• [PROBLEM DESCRIPTION]
What you return should be the lines from the first line of the records below through the line holding "link per service", unchanged.

======== RAW DATA

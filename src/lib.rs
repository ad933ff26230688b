//! Unsubscriber Library
//!
//! A Rust library for cleaning up newsletter subscriptions in an IMAP
//! mailbox. This library provides functionality to:
//!
//! - Search a mailbox for messages mentioning "unsubscribe"
//! - Decode their HTML parts and extract unsubscribe links
//! - Group links by the sending service's registrable domain
//! - Visit one representative link per service
//! - Save the link list and a per-service table for spreadsheets
//!
//! # Example
//!
//! ```rust,no_run
//! use unsubscriber::extract::extract_unsubscribe_links;
//! use unsubscriber::services::group_links;
//!
//! let html = r#"<a href="https://news.example.com/unsubscribe?id=1">Unsubscribe</a>"#;
//! let grouping = group_links(extract_unsubscribe_links(html));
//!
//! for entry in grouping.services.entries() {
//!     println!("{} -> {}", entry.display_name, entry.representative_url);
//! }
//! ```

pub mod app;
pub mod cli;
pub mod config;
pub mod domain_utils;
pub mod errors;
pub mod extract;
pub mod facade;
pub mod logging;
pub mod mailbox;
pub mod message;
pub mod report;
pub mod services;
pub mod styled_output;
pub mod summary;
pub mod visit;

// Re-export commonly used types and functions for convenience
pub use errors::{Result, UnsubscriberError};
pub use extract::extract_unsubscribe_links;
pub use facade::{RunOptions, Unsubscriber};
pub use mailbox::{Credentials, MailConnection, MailTransport};
pub use services::{ServiceEntry, ServiceMap, group_links};
pub use styled_output::StyledFormatter;
pub use summary::RunSummary;
pub use visit::{HttpProbe, ReqwestProbe};

// Version information
pub const VERSION: &str = env!("CARGO_PKG_VERSION");
pub const NAME: &str = env!("CARGO_PKG_NAME");
//! Domain utilities with Public Suffix List integration.
//!
//! Links are grouped by the domain a sender actually registered, so parsing
//! has to be public-suffix aware:
//! - news.example.co.uk -> example.co.uk
//! - mail.example.com -> example.com
//! - mysite.github.io -> github.io
//!
//! Only the ICANN section of the list counts. Private-section entries such as
//! `github.io` or `blogspot.com` name a hosting company, so every hosted
//! subdomain belongs to that company rather than being a service of its own.
//!
//! `resolve_link_domain` is the entry point used by the service grouper; it
//! accepts the raw `href` of an unsubscribe anchor.

use std::net::IpAddr;

use anyhow::{Result, anyhow};
use psl::Type;
use url::{Host, Url};

/// Display name used when no company label can be derived.
pub const UNKNOWN_COMPANY: &str = "Unknown";

/// Domain information extracted using PSL or fallback parsing
#[derive(Debug, Clone, PartialEq)]
pub struct DomainInfo {
    /// The full domain as provided
    pub full_domain: String,
    /// The registrable domain (what you can actually register)
    pub registrable_domain: Option<String>,
    /// The public suffix (TLD or effective TLD), ICANN section only
    pub suffix: Option<String>,
}

impl DomainInfo {
    /// Parse a domain string into structured domain information
    pub fn parse(domain: &str) -> Result<Self> {
        let clean_domain = clean_domain_input(domain)?;
        Ok(Self::parse_with_psl(&clean_domain))
    }

    fn parse_with_psl(domain: &str) -> Self {
        let suffix = icann_suffix(domain).filter(|s| !s.is_empty());
        let registrable_domain = suffix
            .as_deref()
            .and_then(|suffix| registrable_for(domain, suffix))
            .or_else(|| fallback_registrable_domain(domain));

        DomainInfo {
            full_domain: domain.to_string(),
            registrable_domain,
            suffix,
        }
    }

    /// Registrable domain, or the full domain when none could be derived.
    pub fn group_key(&self) -> &str {
        self.registrable_domain
            .as_deref()
            .unwrap_or(&self.full_domain)
    }

    /// The label directly below the public suffix (`example` in
    /// `news.example.co.uk`).
    pub fn domain_label(&self) -> Option<&str> {
        let registrable = self.registrable_domain.as_deref()?;
        let label = match self.suffix.as_deref() {
            Some(suffix) if registrable != suffix => registrable
                .strip_suffix(suffix)
                .and_then(|rest| rest.strip_suffix('.'))
                .unwrap_or(registrable),
            _ => registrable.split('.').next().unwrap_or(registrable),
        };
        if label.is_empty() { None } else { Some(label) }
    }
}

/// Where a single unsubscribe link belongs.
#[derive(Debug, Clone, PartialEq, Eq)]
pub struct LinkDomain {
    /// Grouping key (registrable domain, or the IP literal)
    pub registrable: String,
    /// Human-friendly company name derived from the domain label
    pub display_name: String,
}

/// Resolve the registrable domain and display name for a raw link.
///
/// `mailto:` links resolve to the domain of their first address. Scheme-less
/// links such as `www.example.com/unsubscribe` are read as `http`. Links with
/// no host at all (relative paths, `javascript:`) are an error.
pub fn resolve_link_domain(link: &str) -> Result<LinkDomain> {
    let trimmed = link.trim();
    if trimmed.is_empty() {
        return Err(anyhow!("Empty link"));
    }

    let url = parse_link_url(trimmed)?;

    if url.scheme() == "mailto" {
        let host = mailto_host(&url)
            .ok_or_else(|| anyhow!("No address domain in mailto link: {}", trimmed))?;
        return domain_for_host(&host);
    }

    match url.host() {
        Some(Host::Domain(domain)) => domain_for_host(domain),
        Some(Host::Ipv4(ip)) => Ok(ip_domain(IpAddr::V4(ip))),
        Some(Host::Ipv6(ip)) => Ok(ip_domain(IpAddr::V6(ip))),
        None => Err(anyhow!("No host in link: {}", trimmed)),
    }
}

fn parse_link_url(link: &str) -> Result<Url> {
    match Url::parse(link) {
        Ok(url) => Ok(url),
        Err(url::ParseError::RelativeUrlWithoutBase) => {
            if link.starts_with('/') || link.starts_with('?') || link.starts_with('#') {
                return Err(anyhow!("Relative link without host: {}", link));
            }
            let host_part = link.split(['/', '?', '#']).next().unwrap_or("");
            if !host_part.contains('.') {
                return Err(anyhow!("Relative link without host: {}", link));
            }
            Url::parse(&format!("http://{link}"))
                .map_err(|e| anyhow!("Invalid link {}: {}", link, e))
        }
        Err(e) => Err(anyhow!("Invalid link {}: {}", link, e)),
    }
}

fn mailto_host(url: &Url) -> Option<String> {
    let first = url.path().split(',').next()?;
    let (_, host) = first.rsplit_once('@')?;
    let host = host.trim();
    if host.is_empty() {
        None
    } else {
        Some(host.to_lowercase())
    }
}

fn domain_for_host(host: &str) -> Result<LinkDomain> {
    if let Ok(ip) = host.trim_matches(['[', ']']).parse::<IpAddr>() {
        return Ok(ip_domain(ip));
    }
    let info = DomainInfo::parse(host)?;
    let display_name = info
        .domain_label()
        .map(display_name)
        .filter(|name| !name.trim().is_empty())
        .unwrap_or_else(|| UNKNOWN_COMPANY.to_string());
    Ok(LinkDomain {
        registrable: info.group_key().to_string(),
        display_name,
    })
}

fn ip_domain(ip: IpAddr) -> LinkDomain {
    LinkDomain {
        registrable: ip.to_string(),
        display_name: UNKNOWN_COMPANY.to_string(),
    }
}

/// Turn a domain label into a company name: `-` and `_` become spaces and
/// each word is capitalized (`my-shop_online` -> `My Shop Online`).
pub fn display_name(label: &str) -> String {
    label
        .replace(['-', '_'], " ")
        .split(' ')
        .map(capitalize)
        .collect::<Vec<_>>()
        .join(" ")
}

fn capitalize(word: &str) -> String {
    let mut chars = word.chars();
    match chars.next() {
        Some(first) => first
            .to_uppercase()
            .chain(chars.flat_map(char::to_lowercase))
            .collect(),
        None => String::new(),
    }
}

/// Clean domain input by removing common artifacts
fn clean_domain_input(domain: &str) -> Result<String> {
    let clean = domain
        .trim()
        .trim_end_matches('.') // Remove trailing dot
        .to_lowercase();

    if clean.is_empty() {
        return Err(anyhow!("Empty domain"));
    }

    if clean.starts_with('.') || clean.contains("..") {
        return Err(anyhow!("Invalid domain format: {}", clean));
    }

    Ok(clean)
}

/// Public suffix of `domain` under ICANN rules. A private-section match is
/// retried on its parent (`github.io` -> `io`) until a non-private rule wins.
fn icann_suffix(domain: &str) -> Option<String> {
    let mut candidate = domain;
    loop {
        let suffix = psl::suffix(candidate.as_bytes())?;
        let text = std::str::from_utf8(suffix.as_bytes()).ok()?;
        if suffix.typ() != Some(Type::Private) {
            return Some(text.to_string());
        }
        candidate = text.split_once('.')?.1;
    }
}

/// The suffix plus the one label in front of it; `None` when the domain is
/// itself a suffix.
fn registrable_for(domain: &str, suffix: &str) -> Option<String> {
    let rest = domain.strip_suffix(suffix)?.strip_suffix('.')?;
    let label = rest.rsplit('.').next().filter(|l| !l.is_empty())?;
    Some(format!("{label}.{suffix}"))
}

fn fallback_registrable_domain(domain: &str) -> Option<String> {
    let parts: Vec<&str> = domain.split('.').collect();
    if parts.len() < 2 {
        return Some(domain.to_string());
    }
    Some(format!("{}.{}", parts[parts.len() - 2], parts[parts.len() - 1]))
}

#[cfg(test)]
mod tests {
    use super::*;

    #[test]
    fn test_basic_domain_parsing() {
        let info = DomainInfo::parse("subdomain.example.com").unwrap();
        assert_eq!(info.registrable_domain, Some("example.com".to_string()));
        assert_eq!(info.suffix, Some("com".to_string()));
        assert_eq!(info.domain_label(), Some("example"));
    }

    #[test]
    fn test_complex_tld() {
        let info = DomainInfo::parse("subdomain.example.co.uk").unwrap();
        assert_eq!(info.registrable_domain, Some("example.co.uk".to_string()));
        assert_eq!(info.suffix, Some("co.uk".to_string()));
        assert_eq!(info.domain_label(), Some("example"));
    }

    #[test]
    fn test_private_suffixes_resolve_to_the_host() {
        let info = DomainInfo::parse("mysite.github.io").unwrap();
        assert_eq!(info.registrable_domain, Some("github.io".to_string()));
        assert_eq!(info.suffix, Some("io".to_string()));
        assert_eq!(info.domain_label(), Some("github"));

        let info = DomainInfo::parse("news.blogspot.com").unwrap();
        assert_eq!(info.registrable_domain, Some("blogspot.com".to_string()));
        assert_eq!(info.domain_label(), Some("blogspot"));
    }

    #[test]
    fn test_domain_cleaning() {
        let info = DomainInfo::parse("Example.Com.").unwrap();
        assert_eq!(info.full_domain, "example.com");
        assert!(DomainInfo::parse("  ").is_err());
        assert!(DomainInfo::parse("a..b.com").is_err());
    }

    #[test]
    fn test_multi_level_subdomains() {
        let info = DomainInfo::parse("a.b.c.example.co.uk").unwrap();
        assert_eq!(info.registrable_domain, Some("example.co.uk".to_string()));
        assert_eq!(info.group_key(), "example.co.uk");
    }

    #[test]
    fn resolves_http_links() {
        let d = resolve_link_domain("https://mail.service.co.uk/unsubscribe?id=1").unwrap();
        assert_eq!(d.registrable, "service.co.uk");
        assert_eq!(d.display_name, "Service");

        let d = resolve_link_domain("http://a.example.com/x").unwrap();
        assert_eq!(d.registrable, "example.com");
        assert_eq!(d.display_name, "Example");
    }

    #[test]
    fn display_name_normalizes_punctuation() {
        let d = resolve_link_domain("https://email.my-shop_online.com/unsubscribe").unwrap();
        assert_eq!(d.registrable, "my-shop_online.com");
        assert_eq!(d.display_name, "My Shop Online");
        assert_eq!(display_name("acme"), "Acme");
    }

    #[test]
    fn mailto_groups_under_address_domain() {
        let d = resolve_link_domain("mailto:unsubscribe@news.example.com?subject=stop").unwrap();
        assert_eq!(d.registrable, "example.com");
        assert_eq!(d.display_name, "Example");
        assert!(resolve_link_domain("mailto:?subject=unsubscribe").is_err());
    }

    #[test]
    fn hosted_subdomains_group_under_the_host() {
        let d = resolve_link_domain("https://alice.github.io/unsubscribe").unwrap();
        assert_eq!(d.registrable, "github.io");
        assert_eq!(d.display_name, "Github");
    }

    #[test]
    fn ip_hosts_are_unknown() {
        let d = resolve_link_domain("http://192.0.2.10/unsubscribe").unwrap();
        assert_eq!(d.registrable, "192.0.2.10");
        assert_eq!(d.display_name, UNKNOWN_COMPANY);
    }

    #[test]
    fn scheme_less_links_read_as_http() {
        let d = resolve_link_domain("www.example.org/unsubscribe").unwrap();
        assert_eq!(d.registrable, "example.org");
    }

    #[test]
    fn hostless_links_fail() {
        assert!(resolve_link_domain("/unsubscribe?u=1").is_err());
        assert!(resolve_link_domain("unsubscribe?u=1").is_err());
        assert!(resolve_link_domain("javascript:unsubscribe()").is_err());
        assert!(resolve_link_domain("").is_err());
    }
}
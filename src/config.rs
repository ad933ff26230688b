//! Configuration management for unsubscriber.
//!
//! Values come from environment variables (optionally seeded from a `.env`
//! file by the binary) and may be overridden by command-line flags. The
//! mailbox address and app password are required; everything else has a
//! default.
//!
//! Recognized variables:
//!   - `EMAIL`, `PASSWORD` (required)
//!   - `IMAP_HOST`, `IMAP_PORT`, `IMAP_MAILBOX`
//!   - `UNSUBSCRIBER_TIMEOUT_SECS`, `UNSUBSCRIBER_DELAY_MS`
//!   - `UNSUBSCRIBER_OUTPUT_DIR`, `UNSUBSCRIBER_NO_VISIT`

use std::path::PathBuf;
use std::time::Duration;

use crate::mailbox::Credentials;

pub const EMAIL_VAR: &str = "EMAIL";
pub const PASSWORD_VAR: &str = "PASSWORD";

/// Where to generate an app password for the default (Gmail) server.
pub const APP_PASSWORD_URL: &str = "https://myaccount.google.com/apppasswords";

/// Main configuration structure for unsubscriber.
#[derive(Debug, Clone, Default)]
pub struct Config {
    /// Mailbox account and server settings
    pub mailbox: MailboxConfig,

    /// Unsubscribe visit settings
    pub visit: VisitConfig,

    /// Report output settings
    pub output: OutputConfig,
}

/// Mailbox-related configuration options
#[derive(Clone)]
pub struct MailboxConfig {
    /// Mailbox address used as the IMAP login
    pub address: Option<String>,

    /// Application-specific password
    pub password: Option<String>,

    /// IMAP server host
    pub host: String,

    /// IMAP TLS port
    pub port: u16,

    /// Folder searched for unsubscribe messages
    pub folder: String,

    /// Socket read/write timeout for the IMAP session
    pub io_timeout: Duration,
}

/// Visit configuration
#[derive(Debug, Clone)]
pub struct VisitConfig {
    /// Whether representative links are visited at all
    pub enabled: bool,

    /// Per-request timeout
    pub timeout: Duration,

    /// Pause between consecutive visits
    pub delay: Duration,
}

/// Report output configuration
#[derive(Debug, Clone)]
pub struct OutputConfig {
    /// Directory receiving the link list and the service table
    pub directory: PathBuf,
}

impl Default for MailboxConfig {
    fn default() -> Self {
        Self {
            address: None,
            password: None,
            host: "imap.gmail.com".to_string(),
            port: 993,
            folder: "INBOX".to_string(),
            io_timeout: Duration::from_secs(30),
        }
    }
}

impl std::fmt::Debug for MailboxConfig {
    fn fmt(&self, f: &mut std::fmt::Formatter<'_>) -> std::fmt::Result {
        f.debug_struct("MailboxConfig")
            .field("address", &self.address)
            .field("password", &self.password.as_ref().map(|_| "***"))
            .field("host", &self.host)
            .field("port", &self.port)
            .field("folder", &self.folder)
            .field("io_timeout", &self.io_timeout)
            .finish()
    }
}

impl Default for VisitConfig {
    fn default() -> Self {
        Self {
            enabled: true,
            timeout: Duration::from_secs(10),
            delay: Duration::from_secs(1),
        }
    }
}

impl Default for OutputConfig {
    fn default() -> Self {
        Self {
            directory: PathBuf::from("."),
        }
    }
}

impl Config {
    /// Create a new configuration with default values
    pub fn new() -> Self {
        Self::default()
    }

    /// Load configuration from environment variables
    pub fn from_env() -> Self {
        Self::from_lookup(|key| std::env::var(key).ok())
    }

    /// Load configuration through an arbitrary key lookup (environment, map, ...)
    pub fn from_lookup<F>(lookup: F) -> Self
    where
        F: Fn(&str) -> Option<String>,
    {
        let mut config = Self::default();
        let non_empty = |key: &str| lookup(key).filter(|v| !v.trim().is_empty());

        // Account
        config.mailbox.address = non_empty(EMAIL_VAR).map(|v| v.trim().to_string());
        config.mailbox.password = non_empty(PASSWORD_VAR);

        // Server
        if let Some(host) = non_empty("IMAP_HOST") {
            config.mailbox.host = host.trim().to_string();
        }
        if let Some(port) = non_empty("IMAP_PORT")
            && let Ok(p) = port.trim().parse::<u16>()
        {
            config.mailbox.port = p;
        }
        if let Some(folder) = non_empty("IMAP_MAILBOX") {
            config.mailbox.folder = folder;
        }

        // Visits
        if let Some(timeout) = non_empty("UNSUBSCRIBER_TIMEOUT_SECS")
            && let Ok(secs) = timeout.trim().parse::<u64>()
        {
            config.visit.timeout = Duration::from_secs(secs);
        }
        if let Some(delay) = non_empty("UNSUBSCRIBER_DELAY_MS")
            && let Ok(ms) = delay.trim().parse::<u64>()
        {
            config.visit.delay = Duration::from_millis(ms);
        }
        if let Some(no_visit) = non_empty("UNSUBSCRIBER_NO_VISIT") {
            config.visit.enabled = !is_truthy(&no_visit);
        }

        // Output
        if let Some(dir) = non_empty("UNSUBSCRIBER_OUTPUT_DIR") {
            config.output.directory = PathBuf::from(dir);
        }

        config
    }

    /// Merge with CLI arguments, giving CLI precedence
    pub fn merge_with_cli(&mut self, cli: &crate::cli::Cli) {
        if let Some(ref email) = cli.email {
            self.mailbox.address = Some(email.clone());
        }
        if let Some(ref password) = cli.password {
            self.mailbox.password = Some(password.clone());
        }
        if let Some(ref host) = cli.imap_host {
            self.mailbox.host = host.clone();
        }
        if let Some(port) = cli.imap_port {
            self.mailbox.port = port;
        }
        if let Some(ref folder) = cli.mailbox {
            self.mailbox.folder = folder.clone();
        }
        if let Some(secs) = cli.timeout {
            self.visit.timeout = Duration::from_secs(secs);
        }
        if let Some(ms) = cli.delay_ms {
            self.visit.delay = Duration::from_millis(ms);
        }
        if cli.no_visit {
            self.visit.enabled = false;
        }
        if let Some(ref dir) = cli.output_dir {
            self.output.directory = dir.clone();
        }
    }

    /// Validate configuration values
    pub fn validate(&self) -> Result<(), ConfigError> {
        if self.mailbox.address.is_none() {
            return Err(ConfigError::MissingRequired {
                field: EMAIL_VAR.to_string(),
            });
        }

        if self.mailbox.password.is_none() {
            return Err(ConfigError::MissingRequired {
                field: PASSWORD_VAR.to_string(),
            });
        }

        if self.mailbox.host.trim().is_empty() {
            return Err(ConfigError::InvalidValue {
                field: "IMAP_HOST".to_string(),
                value: String::new(),
                reason: "IMAP host must not be empty".to_string(),
            });
        }

        if self.mailbox.port == 0 {
            return Err(ConfigError::InvalidValue {
                field: "IMAP_PORT".to_string(),
                value: "0".to_string(),
                reason: "Port must be greater than 0".to_string(),
            });
        }

        if self.visit.timeout.is_zero() {
            return Err(ConfigError::InvalidValue {
                field: "UNSUBSCRIBER_TIMEOUT_SECS".to_string(),
                value: "0".to_string(),
                reason: "Timeout must be greater than 0".to_string(),
            });
        }

        Ok(())
    }

    /// Build the credentials handed to the mail transport.
    pub fn credentials(&self) -> Result<Credentials, ConfigError> {
        match (&self.mailbox.address, &self.mailbox.password) {
            (Some(address), Some(password)) => Ok(Credentials::new(address, password)),
            (None, _) => Err(ConfigError::MissingRequired {
                field: EMAIL_VAR.to_string(),
            }),
            (_, None) => Err(ConfigError::MissingRequired {
                field: PASSWORD_VAR.to_string(),
            }),
        }
    }
}

fn is_truthy(value: &str) -> bool {
    let v = value.trim();
    v.eq_ignore_ascii_case("true") || v.eq_ignore_ascii_case("1") || v.eq_ignore_ascii_case("yes")
}

/// Configuration-related errors
#[derive(Debug)]
pub enum ConfigError {
    /// Invalid configuration value
    InvalidValue {
        field: String,
        value: String,
        reason: String,
    },

    /// Missing required configuration
    MissingRequired { field: String },
}

impl ConfigError {
    /// Operator guidance printed along with the error.
    pub fn guidance(&self) -> Vec<String> {
        match self {
            ConfigError::MissingRequired { .. } => vec![
                "Set the required values in the environment or a .env file:".to_string(),
                format!("  {EMAIL_VAR}=your.email@gmail.com"),
                format!("  {PASSWORD_VAR}=your-app-password"),
                "Gmail requires an app password, not your regular password.".to_string(),
                format!("Get an app password at: {APP_PASSWORD_URL}"),
            ],
            ConfigError::InvalidValue { .. } => vec![],
        }
    }
}

impl std::fmt::Display for ConfigError {
    fn fmt(&self, f: &mut std::fmt::Formatter<'_>) -> std::fmt::Result {
        match self {
            ConfigError::InvalidValue {
                field,
                value,
                reason,
            } => {
                write!(f, "Invalid value '{}' for '{}': {}", value, field, reason)
            }
            ConfigError::MissingRequired { field } => {
                write!(f, "{} is not set", field)
            }
        }
    }
}

impl std::error::Error for ConfigError {}

#[cfg(test)]
mod tests {
    use super::*;
    use serial_test::serial;
    use std::collections::HashMap;
    use std::env;

    fn lookup_from(pairs: &[(&str, &str)]) -> impl Fn(&str) -> Option<String> {
        let map: HashMap<String, String> = pairs
            .iter()
            .map(|(k, v)| (k.to_string(), v.to_string()))
            .collect();
        move |key| map.get(key).cloned()
    }

    #[test]
    fn test_default_config() {
        let config = Config::default();
        assert_eq!(config.mailbox.host, "imap.gmail.com");
        assert_eq!(config.mailbox.port, 993);
        assert_eq!(config.mailbox.folder, "INBOX");
        assert_eq!(config.visit.timeout, Duration::from_secs(10));
        assert_eq!(config.visit.delay, Duration::from_secs(1));
        assert!(config.visit.enabled);
    }

    #[test]
    fn test_missing_email_reported_first() {
        let config = Config::from_lookup(lookup_from(&[]));
        match config.validate() {
            Err(ConfigError::MissingRequired { field }) => assert_eq!(field, "EMAIL"),
            other => panic!("unexpected: {other:?}"),
        }
    }

    #[test]
    fn test_missing_password() {
        let config = Config::from_lookup(lookup_from(&[("EMAIL", "me@example.com")]));
        let err = config.validate().unwrap_err();
        assert_eq!(err.to_string(), "PASSWORD is not set");
        assert!(err.guidance().iter().any(|l| l.contains(APP_PASSWORD_URL)));
    }

    #[test]
    fn test_blank_values_count_as_missing() {
        let config = Config::from_lookup(lookup_from(&[("EMAIL", "  "), ("PASSWORD", "x")]));
        assert!(matches!(
            config.validate(),
            Err(ConfigError::MissingRequired { .. })
        ));
    }

    #[test]
    fn test_lookup_overrides() {
        let config = Config::from_lookup(lookup_from(&[
            ("EMAIL", "me@example.com"),
            ("PASSWORD", "app-pass"),
            ("IMAP_HOST", "imap.example.com"),
            ("IMAP_PORT", "1993"),
            ("UNSUBSCRIBER_TIMEOUT_SECS", "3"),
            ("UNSUBSCRIBER_DELAY_MS", "250"),
            ("UNSUBSCRIBER_NO_VISIT", "yes"),
            ("UNSUBSCRIBER_OUTPUT_DIR", "/tmp/reports"),
        ]));
        assert!(config.validate().is_ok());
        assert_eq!(config.mailbox.host, "imap.example.com");
        assert_eq!(config.mailbox.port, 1993);
        assert_eq!(config.visit.timeout, Duration::from_secs(3));
        assert_eq!(config.visit.delay, Duration::from_millis(250));
        assert!(!config.visit.enabled);
        assert_eq!(config.output.directory, PathBuf::from("/tmp/reports"));

        let creds = config.credentials().unwrap();
        assert_eq!(creds.address(), "me@example.com");
    }

    #[test]
    fn test_config_validation() {
        let mut config = Config::from_lookup(lookup_from(&[
            ("EMAIL", "me@example.com"),
            ("PASSWORD", "app-pass"),
        ]));
        assert!(config.validate().is_ok());

        config.visit.timeout = Duration::from_secs(0);
        assert!(config.validate().is_err());

        config.visit.timeout = Duration::from_secs(10);
        config.mailbox.port = 0;
        assert!(config.validate().is_err());
    }

    #[test]
    fn test_debug_redacts_password() {
        let config = Config::from_lookup(lookup_from(&[("PASSWORD", "hunter2")]));
        let dbg = format!("{:?}", config);
        assert!(!dbg.contains("hunter2"));
    }

    #[test]
    #[serial]
    fn test_env_loading() {
        unsafe {
            env::set_var("EMAIL", "env@example.com");
            env::set_var("PASSWORD", "env-pass");
            env::set_var("IMAP_MAILBOX", "Newsletters");
        }

        let config = Config::from_env();
        assert_eq!(config.mailbox.address.as_deref(), Some("env@example.com"));
        assert_eq!(config.mailbox.folder, "Newsletters");

        // Clean up
        unsafe {
            env::remove_var("EMAIL");
            env::remove_var("PASSWORD");
            env::remove_var("IMAP_MAILBOX");
        }
    }
}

================

• [RESPONSE FOR THIS EXERCISE]
filename src/lib.rs
repository ad933ff26230688b
//! Unsubscriber Library
//!
//! A Rust library for cleaning up newsletter subscriptions in an IMAP
//! mailbox. This library provides functionality to:
//!
//! - Search a mailbox for messages mentioning "unsubscribe"
//! - Decode their HTML parts and extract unsubscribe links
//! - Group links by the sending service's registrable domain
//! - Visit one representative link per service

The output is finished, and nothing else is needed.